Told me they liked my lessons

If there’s one thing I have learned during almost ten years teaching young and very young learners is that they are going to show you when they like or don’t like your lessons. They can do that through naughty behaviour, cooperative actions, by hugging you or they will just simply say “I don’t like this lesson”.

When they don’t like your lessons, there’s always the option of developing an action plan in order to ask them what they want (games! songs!) and what they specifically don’t like doing. They usually have strong opinions on those matters and will (hopefully) help you.

When they tell you they like your lessons, it means you’re on the right path. However, as much as teachers enjoy hearing that, it may makes us wonder “what if I don’t live up to their expectations anymore?” or “are they going to enjoy my lessons forever?” or even “when are they going to stop liking my lessons?” :O

It’s been two months since the beginning of the year and things are going well so far. Because this unit’s main topic was describing people, I was able to bring many different games for my students, such as Guess Who?, describe and draw, and guess the thief. Also, thanks to the course book, there were chants to work on pronunciation and a really nice song about a thief who gets away. Therefore, I can say that lessons have been quite fun, and students highly motivated, which makes me want to prepare even better lessons.

However, as I have mentioned, how do I keep my students motivated? I have read a few things on motivation in the ELT classroom, but there always seem to be the consensus of “whatever suits your students”. You can’t always please them because they need to do some things that, even if they do not like them, we know they are important and will bring good results in the future. We also need to ensure students can see their progress, even if it is in the form of “what have I learned today?” by the end of the lesson.

Anyway, I just hope they keep their motivation high and come to class with a smile on their faces because that’s what I am here for: to see them happy to learn! 🙂

Practiced describing a person

Today it was one of those days where nothing very special happens, but yet students did produce much more than they normally do in my lessons. We played a simple back to the board game where students had to describe the features of a face that was projected on the board for the others to draw. Then, we voted on who drew it more similar to the original drawing. It was a lot of fun!

Regarding language production, they did try to use L1 and they did try not to speak and use gestures instead (and take their friend’s pencil of their hands to draw it themselves). However, the sentences they could produce were appropriate and there was a lot of new vocabulary that I wrote on the board (e.g. eyebrows, lips, eyelashes, fringe, etc.).

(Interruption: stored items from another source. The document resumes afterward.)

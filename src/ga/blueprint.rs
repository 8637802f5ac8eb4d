//! Genome layout shared by every chromosome of a run.

use super::fitness::{FitnessStrategy, NBits, NQueens};
use super::gene::{RandomBelow, Seeder};
use crate::error::{GaError, Result};
use std::fmt;
use std::sync::Arc;

/// Genome length plus the seeding and fitness strategies bound to it.
///
/// Cloning is cheap: both strategies are shared behind [`Arc`].
///
/// # Examples
///
/// ```
/// use u_genetic::ga::{Blueprint, Constant, NBits};
///
/// let blueprint = Blueprint::new(8, Constant(1), NBits).unwrap();
/// assert_eq!(blueprint.len(), 8);
/// ```
#[derive(Clone)]
pub struct Blueprint {
    length: usize,
    seeder: Arc<dyn Seeder>,
    fitness: Arc<dyn FitnessStrategy>,
}

impl Blueprint {
    /// Creates a blueprint for genomes of `length` genes.
    ///
    /// Fails if `length` is zero.
    pub fn new<S, F>(length: usize, seeder: S, fitness: F) -> Result<Self>
    where
        S: Seeder + 'static,
        F: FitnessStrategy + 'static,
    {
        Self::from_shared(length, Arc::new(seeder), Arc::new(fitness))
    }

    /// Creates a blueprint from already shared strategies.
    pub fn from_shared(
        length: usize,
        seeder: Arc<dyn Seeder>,
        fitness: Arc<dyn FitnessStrategy>,
    ) -> Result<Self> {
        if length == 0 {
            return Err(GaError::InvalidGenomeLength);
        }
        Ok(Self {
            length,
            seeder,
            fitness,
        })
    }

    /// Random bit strings scored by [`NBits`].
    pub fn n_bits(length: usize) -> Result<Self> {
        Self::new(length, RandomBelow::new(2)?, NBits)
    }

    /// Random queen rows in `[0, n)` scored by [`NQueens`].
    pub fn n_queens(n: usize) -> Result<Self> {
        let rows = i32::try_from(n).map_err(|_| GaError::InvalidGenomeLength)?;
        Self::new(n, RandomBelow::new(rows)?, NQueens)
    }

    /// Number of genes per chromosome.
    pub fn len(&self) -> usize {
        self.length
    }

    /// Always `false`: a blueprint has at least one gene.
    pub fn is_empty(&self) -> bool {
        self.length == 0
    }

    /// The seeding strategy.
    pub fn seeder(&self) -> &dyn Seeder {
        self.seeder.as_ref()
    }

    /// The fitness strategy.
    pub fn fitness(&self) -> &dyn FitnessStrategy {
        self.fitness.as_ref()
    }
}

impl fmt::Debug for Blueprint {
    fn fmt(&self, f: &mut fmt::Formatter<'_>) -> fmt::Result {
        f.debug_struct("Blueprint")
            .field("length", &self.length)
            .finish_non_exhaustive()
    }
}
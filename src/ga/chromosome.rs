//! Fixed-length gene sequences with cached fitness.

use super::blueprint::Blueprint;
use super::gene::Gene;
use crate::random::draw_index;
use rand::RngCore;
use std::fmt;

/// An ordered sequence of exactly `blueprint.len()` genes.
///
/// The cached fitness always equals the blueprint's fitness strategy applied
/// to the current genes: every mutator re-evaluates before returning.
#[derive(Clone)]
pub struct Chromosome {
    genes: Vec<Gene>,
    fitness: i64,
    blueprint: Blueprint,
}

impl Chromosome {
    /// Creates a chromosome whose genes are seeded by the blueprint.
    pub fn new(blueprint: &Blueprint, rng: &mut dyn RngCore) -> Self {
        let genes = (0..blueprint.len())
            .map(|_| Gene::seeded(blueprint.seeder(), None, rng))
            .collect();
        Self::from_genes(blueprint, genes)
    }

    /// Creates a chromosome from explicit genes.
    ///
    /// # Panics
    /// Panics if `genes.len()` differs from the blueprint length.
    pub fn from_genes(blueprint: &Blueprint, genes: Vec<Gene>) -> Self {
        assert_eq!(
            genes.len(),
            blueprint.len(),
            "chromosome must have exactly {} genes",
            blueprint.len()
        );
        let fitness = blueprint.fitness().evaluate(&genes);
        Self {
            genes,
            fitness,
            blueprint: blueprint.clone(),
        }
    }

    /// Number of genes.
    pub fn len(&self) -> usize {
        self.genes.len()
    }

    /// Always `false`: blueprints have at least one gene.
    pub fn is_empty(&self) -> bool {
        self.genes.is_empty()
    }

    /// All genes in order.
    pub fn genes(&self) -> &[Gene] {
        &self.genes
    }

    /// The gene at position `i`.
    ///
    /// # Panics
    /// Panics if `i` is out of range.
    pub fn gene(&self, i: usize) -> Gene {
        self.genes[i]
    }

    /// Cached fitness of the current genes.
    pub fn fitness(&self) -> i64 {
        self.fitness
    }

    /// The blueprint this chromosome was built from.
    pub fn blueprint(&self) -> &Blueprint {
        &self.blueprint
    }

    /// Replaces every gene.
    ///
    /// # Panics
    /// Panics if `genes.len()` differs from the chromosome length.
    pub fn set_genes(&mut self, genes: &[Gene]) {
        assert_eq!(
            genes.len(),
            self.genes.len(),
            "chromosome must have exactly {} genes",
            self.genes.len()
        );
        self.genes.copy_from_slice(genes);
        self.refresh_fitness();
    }

    /// Replaces the gene at position `i`.
    ///
    /// # Panics
    /// Panics if `i` is out of range.
    pub fn set_gene(&mut self, i: usize, gene: Gene) {
        self.genes[i] = gene;
        self.refresh_fitness();
    }

    /// Replaces one uniformly chosen gene with a freshly seeded one.
    pub fn random_mutation(&mut self, rng: &mut dyn RngCore) {
        let i = draw_index(rng, self.genes.len());
        let gene = Gene::seeded(self.blueprint.seeder(), None, rng);
        self.set_gene(i, gene);
    }

    /// Deep-copies the genes of `src`.
    ///
    /// # Panics
    /// Panics if the lengths differ.
    pub fn copy_genes_from(&mut self, src: &Chromosome) {
        self.set_genes(&src.genes);
    }

    /// Swaps genes `[0, point)` with `other`.
    ///
    /// Both chromosomes are re-evaluated. `point` is clamped to the length.
    ///
    /// # Panics
    /// Panics if the lengths differ.
    pub fn swap_prefix(&mut self, other: &mut Chromosome, point: usize) {
        assert_eq!(
            self.genes.len(),
            other.genes.len(),
            "crossover requires equal-length chromosomes"
        );
        let point = point.min(self.genes.len());
        self.genes[..point].swap_with_slice(&mut other.genes[..point]);
        self.refresh_fitness();
        other.refresh_fitness();
    }

    fn refresh_fitness(&mut self) {
        self.fitness = self.blueprint.fitness().evaluate(&self.genes);
    }
}

impl PartialEq for Chromosome {
    fn eq(&self, other: &Self) -> bool {
        self.genes == other.genes && self.fitness == other.fitness
    }
}

impl fmt::Debug for Chromosome {
    fn fmt(&self, f: &mut fmt::Formatter<'_>) -> fmt::Result {
        f.debug_struct("Chromosome")
            .field("genes", &self.genes)
            .field("fitness", &self.fitness)
            .finish()
    }
}

impl fmt::Display for Chromosome {
    fn fmt(&self, f: &mut fmt::Formatter<'_>) -> fmt::Result {
        write!(f, "[")?;
        for (i, gene) in self.genes.iter().enumerate() {
            if i > 0 {
                write!(f, ",")?;
            }
            write!(f, "{gene}")?;
        }
        write!(f, "]={}", self.fitness)
    }
}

Then, it was time for Movers exercises. I love working with Fun for Movers and the activities are very well thought of for children, the book is colorful and so on. The only thing is that students find it boring. I don’t know why – they couldn’t say specifically what made it boring – so I can only guess. Maybe the activities are done at random, sometimes they have no connection with the main course book, so it may be hard for the students to make the connection. However, I always try to do the Movers activities on Mondays, so there is at least the time difference between the usage of books. It is something I would like to investigate more with the students, to see if I can improve the way we use this course book.

Finally, for the following lesson, we are going to continue describing people. Hopefully, we will be able to finish the Unit on Thursday because I think they are tired of describing faces (if they aren’t, I am!). I plan on doing some writing production because we have had many speaking exercises, but for writing there were only grammar activities.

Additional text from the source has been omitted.